Par Éric Kim
Eric Kim est chroniqueur culinaire pour le New York Times Magazine et développeur de recettes et animateur vidéo pour NYT Cooking. Originaire d’Atlanta, il est également l’auteur du livre de cuisine « Korean American ».
Publié Mis à jour
Dans les marais saumâtres du nord-est américain pousse Althaea officinalis, la plante de guimauve, dont les racines coriaces et blanchâtres peuvent être bouillies et utilisées à la place des blancs d’œufs dans une meringue, ou de la gélatine dans des guimauves maison.

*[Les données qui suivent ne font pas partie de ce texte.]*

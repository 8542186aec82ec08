//! 键值存储：目录后端（每个键一个文件）与内存后端。

use std::collections::HashMap;
use std::fmt;
use std::io;
use std::path::{Component, Path, PathBuf};
use tokio::fs;
use tokio::io::ErrorKind;
use tokio::sync::RwLock;

use crate::atomic::AtomicFile;

const KEY_FILE_EXT: &str = "json";

#[derive(Debug)]
pub enum KvStore {
    Dir(DirStore),
    Memory(MemoryStore),
}

impl KvStore {
    pub fn dir(root: PathBuf) -> Self {
        KvStore::Dir(DirStore::new(root))
    }

    pub fn memory() -> Self {
        KvStore::Memory(MemoryStore::default())
    }

    pub async fn ensure_ready(&self) -> io::Result<()> {
        match self {
            KvStore::Dir(store) => store.ensure_root().await,
            KvStore::Memory(_) => Ok(()),
        }
    }

    /// 读取键对应的原始字节，不存在时返回 `None`。
    pub async fn get(&self, key: &str) -> Result<Option<Vec<u8>>, StorageError> {
        validate_key(key)?;
        match self {
            KvStore::Dir(store) => store.get(key).await,
            KvStore::Memory(store) => Ok(store.entries.read().await.get(key).cloned()),
        }
    }

    /// 整体覆盖写入键对应的值。
    pub async fn put(&self, key: &str, bytes: &[u8]) -> Result<(), StorageError> {
        validate_key(key)?;
        match self {
            KvStore::Dir(store) => store.put(key, bytes).await,
            KvStore::Memory(store) => {
                store
                    .entries
                    .write()
                    .await
                    .insert(key.to_string(), bytes.to_vec());
                Ok(())
            }
        }
    }
}

#[derive(Clone, Debug)]
pub struct DirStore {
    root: PathBuf,
}

impl DirStore {
    pub fn new(root: PathBuf) -> Self {
        Self { root }
    }

    pub async fn ensure_root(&self) -> io::Result<()> {
        fs::create_dir_all(&self.root).await
    }

    fn key_path(&self, key: &str) -> PathBuf {
        self.root.join(format!("{key}.{KEY_FILE_EXT}"))
    }

    async fn get(&self, key: &str) -> Result<Option<Vec<u8>>, StorageError> {
        match fs::read(self.key_path(key)).await {
            Ok(bytes) => Ok(Some(bytes)),
            Err(err) if err.kind() == ErrorKind::NotFound => Ok(None),
            Err(err) => Err(StorageError::Io(err)),
        }
    }

    async fn put(&self, key: &str, bytes: &[u8]) -> Result<(), StorageError> {
        let mut atomic = AtomicFile::new(&self.key_path(key)).await?;
        if let Err(err) = atomic.write_all(bytes).await {
            atomic.cleanup().await;
            return Err(StorageError::Io(err));
        }
        atomic.finalize().await?;
        Ok(())
    }
}

#[derive(Debug, Default)]
pub struct MemoryStore {
    entries: RwLock<HashMap<String, Vec<u8>>>,
}

/// 键必须是单个普通路径段。
fn validate_key(key: &str) -> Result<(), StorageError> {
    if key.is_empty() || key.contains(['/', '\\']) {
        return Err(StorageError::InvalidKey);
    }
    let mut components = Path::new(key).components();
    match (components.next(), components.next()) {
        (Some(Component::Normal(segment)), None) if !segment.to_string_lossy().starts_with('.') => {
            Ok(())
        }
        _ => Err(StorageError::InvalidKey),
    }
}

#[derive(Debug)]
pub enum StorageError {
    InvalidKey,
    Io(io::Error),
}

impl fmt::Display for StorageError {
    fn fmt(&self, f: &mut fmt::Formatter<'_>) -> fmt::Result {
        match self {
            StorageError::InvalidKey => f.write_str("invalid key"),
            StorageError::Io(err) => write!(f, "{err}"),
        }
    }
}

impl From<io::Error> for StorageError {
    fn from(err: io::Error) -> Self {
        StorageError::Io(err)
    }
}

Les anciens Égyptiens exploitaient autrefois les pouvoirs épaississants de la plante, mélangeant sa sève avec du miel et des noix pour une confiserie considérée comme un bonbon pour les dieux. Plus tard, au XIXe siècle, lorsque les confiseurs européens remplaçèrent la sève par de la gélatine et J’ai compris comment la produire en masse, la guimauve est descendue sur terre.
Et heureusement pour nous.
Regardez Eric Kim préparer sa cocotte de patates douces
Crédit…Matthieu Jeune
Désormais, chaque année à Thanksgiving, les rayons des épiceries regorgent de guimauves, prêtes à garnir de nombreuses casseroles de patates douces. Pour certains, cet incontournable de Thanksgiving en peluche est un éclat annuel de soleil sucré. Pour d’autres, c’est une répulsion aux proportions gastronomiques. Pourquoi garnir un plat déjà sucré de bonbons sucrés ? Pour comprendre, il peut être utile de regarder la création de la recette.
En 1917, la société Angelus Marshmallow a embauché Janet McKenzie Hill, auteur prolifique de livres de cuisine, scientifique en alimentation et fondatrice du Boston Cooking School Magazine, pour créer des recettes utilisant ses guimauves. L’une de ces inventions était la cocotte que nous connaissons aujourd’hui : une purée de patates douces DayGlo-orange surmontée de guimauves enneigées fleuries et brunies.

L’origine de la cocotte de patates douces est étroitement liée aux guimauves.Crédit…Ryan Liebe pour le New York Times. Styliste culinaire : Simon Andrews.
Cette année, je voulais créer une version résolument savoureuse qui fasse valoir la place qui revient aux guimauves sur le dessus de la cocotte – et aux côtés de la dinde, de la farce, de la cocotte de haricots verts et des macaronis au fromage. Mon raisonnement n’était pas seulement parce que l’original les réclamait, mais parce qu’il y avait quelque chose de satisfaisant dans un plat de légumes-racines surmonté d’un bonbon d’origine naturelle.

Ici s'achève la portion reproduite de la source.